Exercise requirements »
Work out how many lines of the listing hold the string "thread". Answer with that number alone.

Provided data »

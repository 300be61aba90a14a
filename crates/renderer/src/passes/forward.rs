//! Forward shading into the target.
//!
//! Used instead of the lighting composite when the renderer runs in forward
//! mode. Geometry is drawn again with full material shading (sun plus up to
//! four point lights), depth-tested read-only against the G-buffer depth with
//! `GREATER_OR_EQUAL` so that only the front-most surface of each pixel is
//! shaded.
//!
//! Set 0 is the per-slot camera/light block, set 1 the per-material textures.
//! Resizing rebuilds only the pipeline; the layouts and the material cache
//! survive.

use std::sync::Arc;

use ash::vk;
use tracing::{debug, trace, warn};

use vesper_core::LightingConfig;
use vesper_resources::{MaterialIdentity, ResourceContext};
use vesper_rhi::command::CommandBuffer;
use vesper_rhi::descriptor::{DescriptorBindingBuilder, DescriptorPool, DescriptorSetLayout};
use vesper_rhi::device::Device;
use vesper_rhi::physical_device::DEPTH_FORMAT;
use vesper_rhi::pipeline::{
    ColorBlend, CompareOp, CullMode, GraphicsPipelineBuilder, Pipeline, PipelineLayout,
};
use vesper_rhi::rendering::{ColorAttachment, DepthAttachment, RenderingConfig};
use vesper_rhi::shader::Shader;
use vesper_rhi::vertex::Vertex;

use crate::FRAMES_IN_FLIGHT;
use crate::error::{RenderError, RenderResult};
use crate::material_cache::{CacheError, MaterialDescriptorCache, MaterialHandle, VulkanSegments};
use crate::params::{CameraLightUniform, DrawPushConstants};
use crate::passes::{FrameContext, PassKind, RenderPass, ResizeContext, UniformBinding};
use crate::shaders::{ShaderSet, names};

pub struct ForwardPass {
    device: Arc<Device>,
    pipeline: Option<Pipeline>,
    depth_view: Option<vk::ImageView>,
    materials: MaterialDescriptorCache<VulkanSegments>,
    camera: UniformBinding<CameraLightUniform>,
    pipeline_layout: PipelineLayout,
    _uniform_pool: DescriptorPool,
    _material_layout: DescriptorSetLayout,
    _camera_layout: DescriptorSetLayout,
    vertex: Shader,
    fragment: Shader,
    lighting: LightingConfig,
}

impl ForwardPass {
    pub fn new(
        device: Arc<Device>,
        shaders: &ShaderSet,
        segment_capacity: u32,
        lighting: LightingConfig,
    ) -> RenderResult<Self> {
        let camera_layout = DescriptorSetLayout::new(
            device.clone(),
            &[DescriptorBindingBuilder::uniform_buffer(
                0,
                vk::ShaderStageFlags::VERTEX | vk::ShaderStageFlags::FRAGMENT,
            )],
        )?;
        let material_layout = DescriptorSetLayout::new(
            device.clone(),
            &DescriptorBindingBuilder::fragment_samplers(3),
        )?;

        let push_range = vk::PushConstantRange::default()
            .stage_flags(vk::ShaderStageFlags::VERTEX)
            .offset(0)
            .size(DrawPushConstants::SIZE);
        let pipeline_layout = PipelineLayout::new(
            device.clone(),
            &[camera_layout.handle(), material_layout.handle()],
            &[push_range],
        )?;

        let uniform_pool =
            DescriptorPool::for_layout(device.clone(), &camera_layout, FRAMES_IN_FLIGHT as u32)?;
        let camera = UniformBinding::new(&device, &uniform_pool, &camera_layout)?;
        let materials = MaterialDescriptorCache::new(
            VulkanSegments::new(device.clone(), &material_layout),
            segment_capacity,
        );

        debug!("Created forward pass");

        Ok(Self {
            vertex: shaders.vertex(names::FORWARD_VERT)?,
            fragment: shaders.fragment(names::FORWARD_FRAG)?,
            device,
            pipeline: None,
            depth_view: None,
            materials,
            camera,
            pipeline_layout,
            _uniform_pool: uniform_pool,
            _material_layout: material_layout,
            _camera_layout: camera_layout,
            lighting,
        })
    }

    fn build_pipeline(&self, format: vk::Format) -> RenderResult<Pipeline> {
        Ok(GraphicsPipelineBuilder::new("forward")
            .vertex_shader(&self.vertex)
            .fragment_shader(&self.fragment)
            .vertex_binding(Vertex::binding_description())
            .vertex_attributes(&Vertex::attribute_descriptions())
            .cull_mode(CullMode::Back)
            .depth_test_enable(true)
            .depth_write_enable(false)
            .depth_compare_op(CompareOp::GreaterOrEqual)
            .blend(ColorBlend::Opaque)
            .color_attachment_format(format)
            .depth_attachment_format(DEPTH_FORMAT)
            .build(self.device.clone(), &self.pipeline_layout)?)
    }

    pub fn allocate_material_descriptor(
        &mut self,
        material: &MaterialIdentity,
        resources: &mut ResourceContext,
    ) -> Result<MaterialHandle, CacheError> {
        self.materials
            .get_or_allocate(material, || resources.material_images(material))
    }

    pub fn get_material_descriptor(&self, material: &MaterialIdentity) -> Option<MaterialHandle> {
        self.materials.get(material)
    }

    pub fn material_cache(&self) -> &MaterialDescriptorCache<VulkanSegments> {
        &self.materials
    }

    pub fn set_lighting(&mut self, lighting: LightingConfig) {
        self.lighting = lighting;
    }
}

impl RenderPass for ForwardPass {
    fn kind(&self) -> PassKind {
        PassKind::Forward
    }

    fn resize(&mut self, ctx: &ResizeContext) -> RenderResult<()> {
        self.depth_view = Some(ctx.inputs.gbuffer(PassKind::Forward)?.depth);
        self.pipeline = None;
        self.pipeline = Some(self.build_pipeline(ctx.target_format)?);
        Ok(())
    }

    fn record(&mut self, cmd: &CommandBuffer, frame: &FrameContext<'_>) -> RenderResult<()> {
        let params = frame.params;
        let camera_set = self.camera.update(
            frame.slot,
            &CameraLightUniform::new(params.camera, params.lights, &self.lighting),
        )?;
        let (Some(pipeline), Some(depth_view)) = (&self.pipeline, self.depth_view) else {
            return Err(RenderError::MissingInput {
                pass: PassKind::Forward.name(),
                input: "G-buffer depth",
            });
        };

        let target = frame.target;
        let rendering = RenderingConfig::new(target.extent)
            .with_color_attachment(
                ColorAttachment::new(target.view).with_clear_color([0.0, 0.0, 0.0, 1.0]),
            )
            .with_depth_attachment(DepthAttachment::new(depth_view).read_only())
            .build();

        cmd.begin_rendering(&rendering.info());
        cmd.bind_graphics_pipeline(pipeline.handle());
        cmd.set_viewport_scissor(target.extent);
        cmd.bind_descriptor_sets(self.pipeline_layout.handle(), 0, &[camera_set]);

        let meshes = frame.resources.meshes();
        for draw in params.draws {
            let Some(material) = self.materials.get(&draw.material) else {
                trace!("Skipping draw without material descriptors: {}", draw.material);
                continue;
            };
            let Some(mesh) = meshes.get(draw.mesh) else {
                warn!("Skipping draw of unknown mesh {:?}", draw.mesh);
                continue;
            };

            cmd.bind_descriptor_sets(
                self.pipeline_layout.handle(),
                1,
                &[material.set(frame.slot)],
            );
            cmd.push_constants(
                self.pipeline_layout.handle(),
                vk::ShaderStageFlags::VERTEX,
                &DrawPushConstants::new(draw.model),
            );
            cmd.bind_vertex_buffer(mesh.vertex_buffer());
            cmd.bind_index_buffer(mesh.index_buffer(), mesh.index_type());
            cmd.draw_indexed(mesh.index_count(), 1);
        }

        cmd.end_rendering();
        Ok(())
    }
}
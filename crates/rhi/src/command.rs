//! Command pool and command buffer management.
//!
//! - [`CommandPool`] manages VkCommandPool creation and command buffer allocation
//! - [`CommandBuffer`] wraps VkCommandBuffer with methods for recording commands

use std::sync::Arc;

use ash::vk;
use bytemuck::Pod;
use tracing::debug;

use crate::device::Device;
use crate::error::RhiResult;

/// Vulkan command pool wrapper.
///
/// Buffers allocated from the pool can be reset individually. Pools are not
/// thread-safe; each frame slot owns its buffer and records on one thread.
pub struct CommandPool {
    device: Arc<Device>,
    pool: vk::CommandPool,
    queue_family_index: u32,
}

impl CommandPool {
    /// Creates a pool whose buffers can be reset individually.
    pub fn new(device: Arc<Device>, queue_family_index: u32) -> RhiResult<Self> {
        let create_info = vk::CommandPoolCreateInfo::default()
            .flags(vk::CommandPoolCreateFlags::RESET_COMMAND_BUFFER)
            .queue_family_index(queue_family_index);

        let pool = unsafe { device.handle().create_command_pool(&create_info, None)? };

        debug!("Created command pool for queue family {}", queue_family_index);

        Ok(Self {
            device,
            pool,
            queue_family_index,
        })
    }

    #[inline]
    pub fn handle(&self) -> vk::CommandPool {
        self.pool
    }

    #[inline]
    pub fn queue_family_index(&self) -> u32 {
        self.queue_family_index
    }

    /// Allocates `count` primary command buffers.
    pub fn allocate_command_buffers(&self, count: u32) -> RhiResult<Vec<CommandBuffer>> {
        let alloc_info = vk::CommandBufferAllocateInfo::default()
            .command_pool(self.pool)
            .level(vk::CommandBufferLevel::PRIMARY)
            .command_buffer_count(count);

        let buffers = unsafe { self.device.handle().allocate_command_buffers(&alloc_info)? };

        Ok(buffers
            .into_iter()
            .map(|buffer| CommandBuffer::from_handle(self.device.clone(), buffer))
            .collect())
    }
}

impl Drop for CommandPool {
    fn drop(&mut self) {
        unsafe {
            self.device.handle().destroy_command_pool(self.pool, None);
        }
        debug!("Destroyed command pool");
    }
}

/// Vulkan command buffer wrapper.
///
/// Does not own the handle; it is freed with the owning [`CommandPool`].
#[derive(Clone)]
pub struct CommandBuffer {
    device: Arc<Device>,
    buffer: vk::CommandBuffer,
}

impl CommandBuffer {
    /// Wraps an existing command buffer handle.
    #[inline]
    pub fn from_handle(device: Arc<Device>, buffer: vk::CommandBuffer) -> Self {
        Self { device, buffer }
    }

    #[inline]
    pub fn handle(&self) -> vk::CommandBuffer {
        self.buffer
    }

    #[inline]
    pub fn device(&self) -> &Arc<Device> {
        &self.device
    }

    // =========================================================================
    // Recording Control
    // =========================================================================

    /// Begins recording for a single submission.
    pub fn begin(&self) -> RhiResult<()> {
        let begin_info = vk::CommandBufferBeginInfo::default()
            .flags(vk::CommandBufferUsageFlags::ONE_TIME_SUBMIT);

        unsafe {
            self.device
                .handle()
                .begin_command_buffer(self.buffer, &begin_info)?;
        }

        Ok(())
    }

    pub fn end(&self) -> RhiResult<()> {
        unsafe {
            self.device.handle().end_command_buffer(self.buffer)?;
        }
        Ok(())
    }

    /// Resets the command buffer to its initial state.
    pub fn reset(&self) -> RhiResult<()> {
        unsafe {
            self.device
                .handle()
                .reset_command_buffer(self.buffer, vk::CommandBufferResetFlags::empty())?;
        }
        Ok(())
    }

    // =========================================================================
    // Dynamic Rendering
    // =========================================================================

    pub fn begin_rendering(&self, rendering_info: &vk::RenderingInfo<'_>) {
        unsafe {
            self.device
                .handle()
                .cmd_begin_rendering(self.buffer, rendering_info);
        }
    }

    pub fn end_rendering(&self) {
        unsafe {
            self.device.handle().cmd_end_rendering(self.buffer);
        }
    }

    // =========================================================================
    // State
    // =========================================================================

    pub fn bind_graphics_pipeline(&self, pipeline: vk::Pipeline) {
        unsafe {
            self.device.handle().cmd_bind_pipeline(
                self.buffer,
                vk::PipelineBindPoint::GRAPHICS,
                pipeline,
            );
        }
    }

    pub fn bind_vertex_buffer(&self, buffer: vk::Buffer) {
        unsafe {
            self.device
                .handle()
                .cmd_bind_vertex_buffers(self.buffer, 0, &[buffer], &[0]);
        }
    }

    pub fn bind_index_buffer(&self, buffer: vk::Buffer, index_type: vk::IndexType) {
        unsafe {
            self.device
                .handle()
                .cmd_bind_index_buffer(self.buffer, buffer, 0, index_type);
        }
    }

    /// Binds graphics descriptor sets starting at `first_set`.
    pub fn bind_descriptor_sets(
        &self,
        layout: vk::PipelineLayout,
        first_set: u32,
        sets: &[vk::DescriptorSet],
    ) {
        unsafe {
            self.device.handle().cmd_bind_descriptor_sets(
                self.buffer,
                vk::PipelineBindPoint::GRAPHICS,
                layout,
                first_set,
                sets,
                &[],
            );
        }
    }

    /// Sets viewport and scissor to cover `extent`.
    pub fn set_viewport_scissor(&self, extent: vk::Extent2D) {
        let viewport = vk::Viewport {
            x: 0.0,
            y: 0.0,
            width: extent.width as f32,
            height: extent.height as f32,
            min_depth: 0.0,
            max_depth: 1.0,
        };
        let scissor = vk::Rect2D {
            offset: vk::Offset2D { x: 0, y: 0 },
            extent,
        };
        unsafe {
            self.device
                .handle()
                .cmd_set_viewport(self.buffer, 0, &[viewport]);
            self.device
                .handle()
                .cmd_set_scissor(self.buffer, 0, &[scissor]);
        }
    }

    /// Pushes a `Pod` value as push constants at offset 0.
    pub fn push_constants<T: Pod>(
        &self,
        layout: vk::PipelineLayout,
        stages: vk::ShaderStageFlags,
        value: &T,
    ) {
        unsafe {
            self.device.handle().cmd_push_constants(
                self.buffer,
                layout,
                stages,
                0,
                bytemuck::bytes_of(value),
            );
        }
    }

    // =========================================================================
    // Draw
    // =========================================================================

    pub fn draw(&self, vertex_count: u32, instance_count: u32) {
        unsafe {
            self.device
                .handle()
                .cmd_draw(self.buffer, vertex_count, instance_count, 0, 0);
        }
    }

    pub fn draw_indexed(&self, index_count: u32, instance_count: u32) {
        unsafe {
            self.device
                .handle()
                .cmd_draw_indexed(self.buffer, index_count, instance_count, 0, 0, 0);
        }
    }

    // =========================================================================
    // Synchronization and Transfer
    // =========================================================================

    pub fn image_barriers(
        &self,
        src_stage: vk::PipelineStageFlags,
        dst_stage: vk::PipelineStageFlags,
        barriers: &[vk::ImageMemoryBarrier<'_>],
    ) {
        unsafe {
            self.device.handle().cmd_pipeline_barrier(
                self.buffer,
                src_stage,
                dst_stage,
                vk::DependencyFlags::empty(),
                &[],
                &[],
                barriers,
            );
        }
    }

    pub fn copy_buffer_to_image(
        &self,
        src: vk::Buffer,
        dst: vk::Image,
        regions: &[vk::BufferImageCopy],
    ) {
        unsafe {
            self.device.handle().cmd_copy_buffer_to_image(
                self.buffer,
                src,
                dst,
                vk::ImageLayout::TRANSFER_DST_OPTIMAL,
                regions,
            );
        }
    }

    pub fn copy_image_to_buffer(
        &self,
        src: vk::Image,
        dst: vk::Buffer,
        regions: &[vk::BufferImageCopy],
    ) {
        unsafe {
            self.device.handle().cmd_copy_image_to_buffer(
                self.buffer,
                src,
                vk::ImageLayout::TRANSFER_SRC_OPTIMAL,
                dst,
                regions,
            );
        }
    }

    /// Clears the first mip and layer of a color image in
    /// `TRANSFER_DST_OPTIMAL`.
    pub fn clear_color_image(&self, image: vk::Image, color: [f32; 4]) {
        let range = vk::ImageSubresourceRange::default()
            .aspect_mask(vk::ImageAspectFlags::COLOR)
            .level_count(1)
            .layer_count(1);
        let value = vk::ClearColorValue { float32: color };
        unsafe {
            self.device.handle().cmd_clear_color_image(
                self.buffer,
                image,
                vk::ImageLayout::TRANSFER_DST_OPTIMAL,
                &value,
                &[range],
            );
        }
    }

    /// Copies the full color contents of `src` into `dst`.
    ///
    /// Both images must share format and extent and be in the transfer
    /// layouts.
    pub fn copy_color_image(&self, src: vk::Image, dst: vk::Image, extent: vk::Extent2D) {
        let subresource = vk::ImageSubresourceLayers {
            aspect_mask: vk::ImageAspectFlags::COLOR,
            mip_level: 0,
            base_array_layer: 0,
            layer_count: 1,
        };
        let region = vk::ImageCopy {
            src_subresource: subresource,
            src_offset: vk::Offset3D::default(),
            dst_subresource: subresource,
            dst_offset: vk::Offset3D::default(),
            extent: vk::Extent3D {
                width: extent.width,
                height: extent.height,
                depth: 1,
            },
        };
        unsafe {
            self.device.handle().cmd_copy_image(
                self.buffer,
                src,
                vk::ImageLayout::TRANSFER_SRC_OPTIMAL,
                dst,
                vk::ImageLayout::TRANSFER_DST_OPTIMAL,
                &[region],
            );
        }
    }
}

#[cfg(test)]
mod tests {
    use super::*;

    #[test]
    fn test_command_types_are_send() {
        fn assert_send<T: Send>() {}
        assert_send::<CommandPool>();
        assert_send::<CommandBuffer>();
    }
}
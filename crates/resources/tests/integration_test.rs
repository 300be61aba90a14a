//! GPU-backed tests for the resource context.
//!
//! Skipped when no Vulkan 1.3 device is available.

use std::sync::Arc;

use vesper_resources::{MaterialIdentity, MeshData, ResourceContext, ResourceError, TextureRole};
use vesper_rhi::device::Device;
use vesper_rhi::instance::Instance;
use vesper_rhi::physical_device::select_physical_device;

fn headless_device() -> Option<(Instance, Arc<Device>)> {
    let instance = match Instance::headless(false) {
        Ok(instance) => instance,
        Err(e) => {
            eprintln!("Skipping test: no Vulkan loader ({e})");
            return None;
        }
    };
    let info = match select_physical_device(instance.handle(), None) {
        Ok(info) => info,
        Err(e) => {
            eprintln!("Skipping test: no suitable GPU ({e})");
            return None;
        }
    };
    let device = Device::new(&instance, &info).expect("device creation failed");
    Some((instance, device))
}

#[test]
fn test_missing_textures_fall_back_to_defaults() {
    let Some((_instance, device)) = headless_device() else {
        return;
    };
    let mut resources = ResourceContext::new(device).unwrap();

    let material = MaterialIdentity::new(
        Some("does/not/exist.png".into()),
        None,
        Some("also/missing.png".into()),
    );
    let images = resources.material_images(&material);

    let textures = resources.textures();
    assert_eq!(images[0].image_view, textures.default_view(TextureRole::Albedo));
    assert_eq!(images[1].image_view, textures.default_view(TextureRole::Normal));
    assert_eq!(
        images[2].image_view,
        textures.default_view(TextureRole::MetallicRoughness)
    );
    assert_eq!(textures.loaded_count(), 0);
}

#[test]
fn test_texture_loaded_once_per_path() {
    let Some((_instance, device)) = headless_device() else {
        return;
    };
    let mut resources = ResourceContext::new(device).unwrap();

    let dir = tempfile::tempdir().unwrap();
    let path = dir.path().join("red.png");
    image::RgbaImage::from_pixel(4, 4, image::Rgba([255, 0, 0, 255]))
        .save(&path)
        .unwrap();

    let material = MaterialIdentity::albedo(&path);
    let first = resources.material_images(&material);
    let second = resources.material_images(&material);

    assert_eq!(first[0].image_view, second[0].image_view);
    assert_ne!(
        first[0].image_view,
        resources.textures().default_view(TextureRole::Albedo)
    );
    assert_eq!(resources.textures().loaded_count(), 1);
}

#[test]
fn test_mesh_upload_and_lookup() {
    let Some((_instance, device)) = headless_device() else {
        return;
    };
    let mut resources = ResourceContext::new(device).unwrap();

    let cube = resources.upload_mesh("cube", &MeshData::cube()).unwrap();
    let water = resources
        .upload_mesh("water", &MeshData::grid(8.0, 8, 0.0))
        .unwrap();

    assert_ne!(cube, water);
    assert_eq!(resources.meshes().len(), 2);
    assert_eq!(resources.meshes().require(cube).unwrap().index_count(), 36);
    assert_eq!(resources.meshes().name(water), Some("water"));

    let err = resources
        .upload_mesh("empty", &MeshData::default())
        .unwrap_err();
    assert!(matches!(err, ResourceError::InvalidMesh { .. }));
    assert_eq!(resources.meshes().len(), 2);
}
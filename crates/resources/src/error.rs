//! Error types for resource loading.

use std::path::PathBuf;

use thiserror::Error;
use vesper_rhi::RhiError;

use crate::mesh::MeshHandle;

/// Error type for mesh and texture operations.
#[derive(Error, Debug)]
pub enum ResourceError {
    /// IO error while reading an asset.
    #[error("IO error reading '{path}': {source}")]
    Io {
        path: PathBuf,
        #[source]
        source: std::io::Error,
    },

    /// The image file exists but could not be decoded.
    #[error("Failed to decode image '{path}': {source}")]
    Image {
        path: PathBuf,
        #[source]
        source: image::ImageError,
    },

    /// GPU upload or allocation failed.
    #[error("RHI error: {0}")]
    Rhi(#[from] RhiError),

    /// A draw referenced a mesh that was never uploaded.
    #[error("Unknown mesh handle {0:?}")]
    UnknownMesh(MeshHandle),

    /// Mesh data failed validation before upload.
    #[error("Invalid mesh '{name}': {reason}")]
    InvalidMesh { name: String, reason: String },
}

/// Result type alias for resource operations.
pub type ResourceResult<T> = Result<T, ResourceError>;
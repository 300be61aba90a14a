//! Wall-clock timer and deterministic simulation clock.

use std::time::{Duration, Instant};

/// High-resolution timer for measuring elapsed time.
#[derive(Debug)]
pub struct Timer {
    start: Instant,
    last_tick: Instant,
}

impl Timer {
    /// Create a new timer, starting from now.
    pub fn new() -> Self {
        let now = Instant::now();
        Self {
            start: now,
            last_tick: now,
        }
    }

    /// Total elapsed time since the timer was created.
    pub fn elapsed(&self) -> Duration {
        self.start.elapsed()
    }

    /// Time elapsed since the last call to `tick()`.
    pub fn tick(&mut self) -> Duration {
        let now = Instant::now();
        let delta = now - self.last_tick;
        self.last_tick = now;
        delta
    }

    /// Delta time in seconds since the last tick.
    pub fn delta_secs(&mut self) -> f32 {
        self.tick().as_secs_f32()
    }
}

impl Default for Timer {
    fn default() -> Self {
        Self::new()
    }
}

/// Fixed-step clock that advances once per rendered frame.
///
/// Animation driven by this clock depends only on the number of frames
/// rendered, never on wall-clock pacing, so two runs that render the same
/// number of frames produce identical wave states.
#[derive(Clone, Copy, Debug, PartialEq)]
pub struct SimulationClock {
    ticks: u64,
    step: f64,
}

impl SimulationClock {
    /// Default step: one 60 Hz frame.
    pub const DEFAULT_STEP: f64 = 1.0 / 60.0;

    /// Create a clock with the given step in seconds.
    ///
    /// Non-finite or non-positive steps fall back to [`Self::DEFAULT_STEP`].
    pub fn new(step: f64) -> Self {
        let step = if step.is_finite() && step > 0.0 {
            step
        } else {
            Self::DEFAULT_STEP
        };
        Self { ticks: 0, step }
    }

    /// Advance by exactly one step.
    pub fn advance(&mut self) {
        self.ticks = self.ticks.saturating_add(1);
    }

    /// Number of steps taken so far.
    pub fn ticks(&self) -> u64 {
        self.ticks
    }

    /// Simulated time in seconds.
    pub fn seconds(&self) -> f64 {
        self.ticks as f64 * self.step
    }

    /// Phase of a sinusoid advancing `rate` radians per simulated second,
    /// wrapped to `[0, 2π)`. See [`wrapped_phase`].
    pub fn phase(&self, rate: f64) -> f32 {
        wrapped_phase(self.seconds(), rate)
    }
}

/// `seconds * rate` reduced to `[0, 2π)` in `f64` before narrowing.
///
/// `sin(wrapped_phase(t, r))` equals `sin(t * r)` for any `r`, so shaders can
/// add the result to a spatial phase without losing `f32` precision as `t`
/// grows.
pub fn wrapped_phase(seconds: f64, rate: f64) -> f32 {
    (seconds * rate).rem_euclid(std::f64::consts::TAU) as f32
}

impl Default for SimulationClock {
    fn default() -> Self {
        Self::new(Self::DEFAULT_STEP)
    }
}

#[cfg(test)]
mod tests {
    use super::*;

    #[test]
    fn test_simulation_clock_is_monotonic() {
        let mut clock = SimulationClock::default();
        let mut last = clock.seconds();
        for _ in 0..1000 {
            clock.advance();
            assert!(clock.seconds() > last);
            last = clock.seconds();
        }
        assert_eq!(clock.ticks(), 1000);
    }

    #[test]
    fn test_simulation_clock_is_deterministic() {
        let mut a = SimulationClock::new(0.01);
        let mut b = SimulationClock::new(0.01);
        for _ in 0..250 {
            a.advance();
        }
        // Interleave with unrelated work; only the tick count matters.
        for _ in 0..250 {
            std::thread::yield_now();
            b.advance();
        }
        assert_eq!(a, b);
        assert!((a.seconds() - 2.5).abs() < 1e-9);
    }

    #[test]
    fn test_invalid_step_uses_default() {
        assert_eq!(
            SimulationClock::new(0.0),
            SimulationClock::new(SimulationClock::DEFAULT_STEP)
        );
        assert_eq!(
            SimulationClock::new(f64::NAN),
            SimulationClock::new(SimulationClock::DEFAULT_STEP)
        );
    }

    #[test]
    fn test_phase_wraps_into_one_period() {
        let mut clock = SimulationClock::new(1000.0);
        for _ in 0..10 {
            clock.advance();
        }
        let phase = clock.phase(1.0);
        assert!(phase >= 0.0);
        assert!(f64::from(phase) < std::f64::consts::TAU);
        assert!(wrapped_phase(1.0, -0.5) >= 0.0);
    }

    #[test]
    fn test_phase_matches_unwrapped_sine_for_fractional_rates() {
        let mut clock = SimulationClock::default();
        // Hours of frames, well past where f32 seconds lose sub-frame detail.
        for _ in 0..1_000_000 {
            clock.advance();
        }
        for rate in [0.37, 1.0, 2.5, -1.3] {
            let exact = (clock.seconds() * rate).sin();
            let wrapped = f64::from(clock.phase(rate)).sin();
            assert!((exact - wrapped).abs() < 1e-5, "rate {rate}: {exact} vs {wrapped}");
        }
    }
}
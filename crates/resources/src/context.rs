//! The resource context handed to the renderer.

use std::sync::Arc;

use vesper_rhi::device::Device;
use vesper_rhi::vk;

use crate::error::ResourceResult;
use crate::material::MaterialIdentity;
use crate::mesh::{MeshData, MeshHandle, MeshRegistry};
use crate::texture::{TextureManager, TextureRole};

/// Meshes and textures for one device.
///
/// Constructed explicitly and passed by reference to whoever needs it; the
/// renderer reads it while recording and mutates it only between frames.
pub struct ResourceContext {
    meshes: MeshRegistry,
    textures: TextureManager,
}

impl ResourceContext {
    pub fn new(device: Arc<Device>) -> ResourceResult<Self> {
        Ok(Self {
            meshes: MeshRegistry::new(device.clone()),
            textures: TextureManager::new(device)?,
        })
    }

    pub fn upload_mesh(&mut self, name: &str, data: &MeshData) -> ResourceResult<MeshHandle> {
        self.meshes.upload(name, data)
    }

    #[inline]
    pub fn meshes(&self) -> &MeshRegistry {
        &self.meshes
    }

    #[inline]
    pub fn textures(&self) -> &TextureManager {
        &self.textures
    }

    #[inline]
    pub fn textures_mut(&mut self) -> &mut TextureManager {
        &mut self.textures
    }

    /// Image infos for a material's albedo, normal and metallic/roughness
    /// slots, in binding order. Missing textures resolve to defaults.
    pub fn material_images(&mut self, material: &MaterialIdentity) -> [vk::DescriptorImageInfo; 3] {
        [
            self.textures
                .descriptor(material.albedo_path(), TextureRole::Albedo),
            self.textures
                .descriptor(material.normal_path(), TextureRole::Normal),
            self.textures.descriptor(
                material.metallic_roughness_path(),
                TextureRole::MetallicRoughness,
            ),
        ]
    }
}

Written solution »
2